> **Your goal**:
All of the data below should be output exactly as given.
::: Raw data :::
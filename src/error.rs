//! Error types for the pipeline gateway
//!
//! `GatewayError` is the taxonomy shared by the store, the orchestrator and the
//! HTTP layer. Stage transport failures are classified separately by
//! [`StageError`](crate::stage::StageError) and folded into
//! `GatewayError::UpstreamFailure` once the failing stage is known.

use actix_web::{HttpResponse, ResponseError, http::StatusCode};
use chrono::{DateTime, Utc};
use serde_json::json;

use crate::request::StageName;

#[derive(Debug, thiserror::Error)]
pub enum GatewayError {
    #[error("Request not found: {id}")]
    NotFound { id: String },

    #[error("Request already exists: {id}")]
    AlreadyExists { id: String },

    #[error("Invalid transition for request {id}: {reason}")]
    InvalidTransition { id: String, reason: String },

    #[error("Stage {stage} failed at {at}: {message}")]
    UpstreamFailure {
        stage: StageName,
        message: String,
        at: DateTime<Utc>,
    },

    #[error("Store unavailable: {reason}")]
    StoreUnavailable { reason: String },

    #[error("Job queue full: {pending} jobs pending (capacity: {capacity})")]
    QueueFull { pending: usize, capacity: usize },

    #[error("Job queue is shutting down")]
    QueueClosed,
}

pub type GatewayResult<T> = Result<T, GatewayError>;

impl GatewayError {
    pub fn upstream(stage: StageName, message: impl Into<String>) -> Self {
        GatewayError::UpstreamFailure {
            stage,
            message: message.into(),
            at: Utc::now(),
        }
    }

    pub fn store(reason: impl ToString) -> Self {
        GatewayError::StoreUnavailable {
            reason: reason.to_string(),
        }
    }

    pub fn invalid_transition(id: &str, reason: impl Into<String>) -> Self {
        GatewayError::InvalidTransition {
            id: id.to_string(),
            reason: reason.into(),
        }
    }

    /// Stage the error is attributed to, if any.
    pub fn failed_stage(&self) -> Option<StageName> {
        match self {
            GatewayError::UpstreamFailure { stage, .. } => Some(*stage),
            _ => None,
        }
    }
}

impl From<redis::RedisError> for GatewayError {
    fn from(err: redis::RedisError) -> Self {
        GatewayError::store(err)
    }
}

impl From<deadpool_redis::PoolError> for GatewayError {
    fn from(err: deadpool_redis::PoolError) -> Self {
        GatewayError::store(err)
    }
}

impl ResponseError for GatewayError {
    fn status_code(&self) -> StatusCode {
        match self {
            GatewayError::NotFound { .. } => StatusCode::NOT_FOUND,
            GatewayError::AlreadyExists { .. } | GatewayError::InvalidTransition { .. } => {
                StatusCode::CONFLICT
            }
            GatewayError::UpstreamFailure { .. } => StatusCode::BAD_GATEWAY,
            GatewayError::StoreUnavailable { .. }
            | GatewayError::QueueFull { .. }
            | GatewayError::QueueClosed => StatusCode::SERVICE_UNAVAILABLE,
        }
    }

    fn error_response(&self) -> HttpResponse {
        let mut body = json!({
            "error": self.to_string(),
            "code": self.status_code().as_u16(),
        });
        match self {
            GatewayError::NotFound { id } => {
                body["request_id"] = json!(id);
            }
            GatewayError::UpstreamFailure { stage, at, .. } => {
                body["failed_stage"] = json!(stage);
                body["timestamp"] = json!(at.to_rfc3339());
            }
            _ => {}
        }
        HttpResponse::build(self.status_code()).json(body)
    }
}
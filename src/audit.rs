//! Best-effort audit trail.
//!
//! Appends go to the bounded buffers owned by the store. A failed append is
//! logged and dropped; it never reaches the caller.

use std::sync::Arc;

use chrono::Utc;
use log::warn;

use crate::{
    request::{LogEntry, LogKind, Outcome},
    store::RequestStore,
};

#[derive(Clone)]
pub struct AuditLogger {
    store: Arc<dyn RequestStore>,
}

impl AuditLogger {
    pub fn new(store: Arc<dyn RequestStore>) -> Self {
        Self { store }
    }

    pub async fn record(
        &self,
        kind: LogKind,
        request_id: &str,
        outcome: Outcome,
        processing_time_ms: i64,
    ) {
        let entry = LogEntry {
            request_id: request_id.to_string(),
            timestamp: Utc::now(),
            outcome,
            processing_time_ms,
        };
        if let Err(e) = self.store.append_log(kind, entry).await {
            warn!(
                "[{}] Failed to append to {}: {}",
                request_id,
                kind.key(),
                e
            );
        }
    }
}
:::
> **Answer**:
filename src/error.rs
//! Error types for the pipeline gateway
//!
//! `GatewayError` is the taxonomy shared by the store, the orchestrator and the
//! HTTP layer. Stage transport failures are classified separately by
//! [`StageError`](crate::stage::StageError) and folded into
//! `GatewayError::UpstreamFailure` once the failing stage is known.

use actix_web::{HttpResponse, ResponseError, http::StatusCode};
use chrono::{DateTime, Utc};
use serde_json::json;

use crate::request::StageName;

#[derive(Debug, thiserror::Error)]
pub enum GatewayError {
    #[error("Request not found: {id}")]
    NotFound { id: String },

    #[error("Request already exists: {id}")]
    AlreadyExists { id: String },

    #[error("Invalid transition for request {id}: {reason}")]
    InvalidTransition { id: String, reason: String },

    #[error("Stage {stage} failed at {at}: {message}")]
    UpstreamFailure {
        stage: StageName,
        message: String,
        at: DateTime<Utc>,
    },

    #[error("Store unavailable: {reason}")]
    StoreUnavailable { reason: String },

    #[error("Job queue full: {pending} jobs pending (capacity: {capacity})")]
    QueueFull { pending: usize, capacity: usize },

    #[error("Job queue is shutting down")]
    QueueClosed,
}

pub type GatewayResult<T> = Result<T, GatewayError>;

impl GatewayError {
    pub fn upstream(stage: StageName, message: impl Into<String>) -> Self {
        GatewayError::UpstreamFailure {
            stage,
            message: message.into(),
            at: Utc::now(),
        }
    }

    pub fn store(reason: impl ToString) -> Self {
        GatewayError::StoreUnavailable {
            reason: reason.to_string(),
        }
    }

    pub fn invalid_transition(id: &str, reason: impl Into<String>) -> Self {
        GatewayError::InvalidTransition {
            id: id.to_string(),
            reason: reason.into(),
        }
    }

    /// Stage the error is attributed to, if any.
    pub fn failed_stage(&self) -> Option<StageName> {
        match self {
            GatewayError::UpstreamFailure { stage, .. } => Some(*stage),
            _ => None,
        }
    }
}

impl From<redis::RedisError> for GatewayError {
    fn from(err: redis::RedisError) -> Self {
        GatewayError::store(err)
    }
}

impl From<deadpool_redis::PoolError> for GatewayError {
    fn from(err: deadpool_redis::PoolError) -> Self {
        GatewayError::store(err)
    }
}

impl ResponseError for GatewayError {
    fn status_code(&self) -> StatusCode {
        match self {
            GatewayError::NotFound { .. } => StatusCode::NOT_FOUND,
            GatewayError::AlreadyExists { .. } | GatewayError::InvalidTransition { .. } => {
                StatusCode::CONFLICT
            }
            GatewayError::UpstreamFailure { .. } => StatusCode::BAD_GATEWAY,
            GatewayError::StoreUnavailable { .. }
            | GatewayError::QueueFull { .. }
            | GatewayError::QueueClosed => StatusCode::SERVICE_UNAVAILABLE,
        }
    }

    fn error_response(&self) -> HttpResponse {
        let mut body = json!({
            "error": self.to_string(),
            "code": self.status_code().as_u16(),
        });
        match self {
            GatewayError::NotFound { id } => {
                body["request_id"] = json!(id);
            }
            GatewayError::UpstreamFailure { stage, at, .. } => {
                body["failed_stage"] = json!(stage);
                body["timestamp"] = json!(at.to_rfc3339());
            }
            _ => {}
        }
        HttpResponse::build(self.status_code()).json(body)
    }
}
filename src/audit.rs
//! Best-effort audit trail.
//!
//! Appends go to the bounded buffers owned by the store. A failed append is
//! logged and dropped; it never reaches the caller.

use std::sync::Arc;

use chrono::Utc;
use log::warn;

use crate::{
    request::{LogEntry, LogKind, Outcome},
    store::RequestStore,
};

#[derive(Clone)]
pub struct AuditLogger {
    store: Arc<dyn RequestStore>,
}

impl AuditLogger {
    pub fn new(store: Arc<dyn RequestStore>) -> Self {
        Self { store }
    }

    pub async fn record(
        &self,
        kind: LogKind,
        request_id: &str,
        outcome: Outcome,
        processing_time_ms: i64,
    ) {
        let entry = LogEntry {
            request_id: request_id.to_string(),
            timestamp: Utc::now(),
            outcome,
            processing_time_ms,
        };
        if let Err(e) = self.store.append_log(kind, entry).await {
            warn!(
                "[{}] Failed to append to {}: {}",
                request_id,
                kind.key(),
                e
            );
        }
    }
}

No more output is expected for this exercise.